DESCRIPTION OF THE TASK: Say how many lines in the records contain the string "server". Nothing but the number should be given.
**********
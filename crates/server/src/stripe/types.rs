//! Stripe request and response types.
//!
//! Request types render themselves with [`FormBuilder`]; response types only
//! carry the fields this server reads.

use std::collections::{BTreeMap, HashMap};

use orgsite_core::{CurrencyCode, StripePriceId, StripeProductId};
use serde::Deserialize;

use super::form::{FormBuilder, FormPairs};

// =============================================================================
// Checkout Sessions
// =============================================================================

/// Checkout Session mode.
#[derive(Debug, Clone, Copy, PartialEq, Eq)]
pub enum CheckoutMode {
    /// One-time payment.
    Payment,
}

impl CheckoutMode {
    const fn as_str(self) -> &'static str {
        match self {
            Self::Payment => "payment",
        }
    }
}

/// How a line item is priced.
#[derive(Debug, Clone, PartialEq, Eq)]
pub enum LineItemPrice {
    /// Reference to a price already in the Stripe catalog.
    Existing(StripePriceId),
    /// Ad-hoc price described inline.
    Inline(PriceData),
}

/// Inline price descriptor (`price_data`).
#[derive(Debug, Clone, PartialEq, Eq)]
pub struct PriceData {
    pub currency: CurrencyCode,
    /// Amount in minor units.
    pub unit_amount: i64,
    pub product_name: String,
    pub product_images: Vec<String>,
}

/// One entry of `line_items`.
#[derive(Debug, Clone, PartialEq, Eq)]
pub struct SessionLineItem {
    pub price: LineItemPrice,
    pub quantity: u32,
}

impl SessionLineItem {
    fn to_form(&self) -> FormPairs {
        let mut form = FormBuilder::new();
        match &self.price {
            LineItemPrice::Existing(price) => {
                form.push("price", price);
            }
            LineItemPrice::Inline(data) => {
                form.push("price_data[currency]", data.currency.as_stripe_str());
                form.push("price_data[unit_amount]", data.unit_amount);
                form.push("price_data[product_data][name]", &data.product_name);
                form.push_list("price_data[product_data][images]", &data.product_images);
            }
        }
        form.push("quantity", self.quantity);
        form.build()
    }
}

/// Parameters for `POST /v1/checkout/sessions`.
#[derive(Debug, Clone, PartialEq, Eq)]
pub struct CheckoutSessionRequest {
    pub payment_method_types: Vec<&'static str>,
    pub line_items: Vec<SessionLineItem>,
    pub mode: CheckoutMode,
    pub success_url: String,
    pub cancel_url: String,
    pub customer_email: String,
    pub billing_address_required: bool,
    pub allowed_shipping_countries: Vec<&'static str>,
    pub always_create_customer: bool,
    pub collect_phone_number: bool,
    pub metadata: BTreeMap<String, String>,
}

impl CheckoutSessionRequest {
    /// Encode as Stripe form pairs.
    #[must_use]
    pub fn to_form(&self) -> FormPairs {
        let mut form = FormBuilder::new();
        form.push_list("payment_method_types", &self.payment_method_types);
        for (i, item) in self.line_items.iter().enumerate() {
            form.push_nested(&format!("line_items[{i}]"), item.to_form());
        }
        form.push("mode", self.mode.as_str());
        form.push("success_url", &self.success_url);
        form.push("cancel_url", &self.cancel_url);
        form.push("customer_email", &self.customer_email);
        if self.billing_address_required {
            form.push("billing_address_collection", "required");
        }
        form.push_list(
            "shipping_address_collection[allowed_countries]",
            &self.allowed_shipping_countries,
        );
        if self.always_create_customer {
            form.push("customer_creation", "always");
        }
        form.push("phone_number_collection[enabled]", self.collect_phone_number);
        form.push_map("metadata", &self.metadata);
        form.build()
    }
}

/// A created Checkout Session.
#[derive(Debug, Clone, Deserialize)]
pub struct CheckoutSession {
    pub id: String,
    /// Hosted page URL; only absent for embedded sessions.
    #[serde(default)]
    pub url: Option<String>,
}

// =============================================================================
// Products & Prices
// =============================================================================

/// Parameters for creating or updating a product.
#[derive(Debug, Clone, PartialEq, Eq)]
pub struct ProductParams {
    pub name: String,
    pub description: Option<String>,
    pub images: Vec<String>,
    pub metadata: BTreeMap<String, String>,
}

impl ProductParams {
    /// Encode as Stripe form pairs.
    #[must_use]
    pub fn to_form(&self) -> FormPairs {
        let mut form = FormBuilder::new();
        form.push("name", &self.name);
        // Stripe rejects an empty description string.
        form.push_opt(
            "description",
            self.description.as_deref().filter(|d| !d.is_empty()),
        );
        form.push_list("images", &self.images);
        form.push_map("metadata", &self.metadata);
        form.build()
    }
}

/// Parameters for creating a price.
#[derive(Debug, Clone, PartialEq, Eq)]
pub struct PriceParams {
    pub product: StripeProductId,
    pub currency: CurrencyCode,
    pub unit_amount: i64,
    pub metadata: BTreeMap<String, String>,
}

impl PriceParams {
    /// Encode as Stripe form pairs.
    #[must_use]
    pub fn to_form(&self) -> FormPairs {
        let mut form = FormBuilder::new();
        form.push("product", &self.product);
        form.push("currency", self.currency.as_stripe_str());
        form.push("unit_amount", self.unit_amount);
        form.push_map("metadata", &self.metadata);
        form.build()
    }
}

/// A Stripe product.
#[derive(Debug, Clone, Deserialize)]
pub struct Product {
    pub id: StripeProductId,
    pub name: String,
    #[serde(default)]
    pub metadata: HashMap<String, String>,
}

/// A Stripe price.
#[derive(Debug, Clone, Deserialize)]
pub struct Price {
    pub id: StripePriceId,
    #[serde(default)]
    pub active: bool,
    pub currency: String,
    #[serde(default)]
    pub unit_amount: Option<i64>,
    #[serde(default)]
    pub metadata: HashMap<String, String>,
}

impl Price {
    /// Whether this price charges `unit_amount` in `currency`.
    #[must_use]
    pub fn matches(&self, currency: CurrencyCode, unit_amount: i64) -> bool {
        self.active
            && self.unit_amount == Some(unit_amount)
            && self.currency.eq_ignore_ascii_case(currency.as_stripe_str())
    }
}

/// List and search envelope (`{"object": "list", "data": [...]}`).
#[derive(Debug, Clone, Deserialize)]
pub struct List<T> {
    pub data: Vec<T>,
    #[serde(default)]
    pub has_more: bool,
}

/// Error envelope (`{"error": {"message": ..., "type": ...}}`).
#[derive(Debug, Deserialize)]
pub(crate) struct ErrorEnvelope {
    pub error: ErrorBody,
}

#[derive(Debug, Deserialize)]
pub(crate) struct ErrorBody {
    #[serde(default)]
    pub message: Option<String>,
    #[serde(rename = "type", default)]
    pub kind: Option<String>,
}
**********
RESULT: 2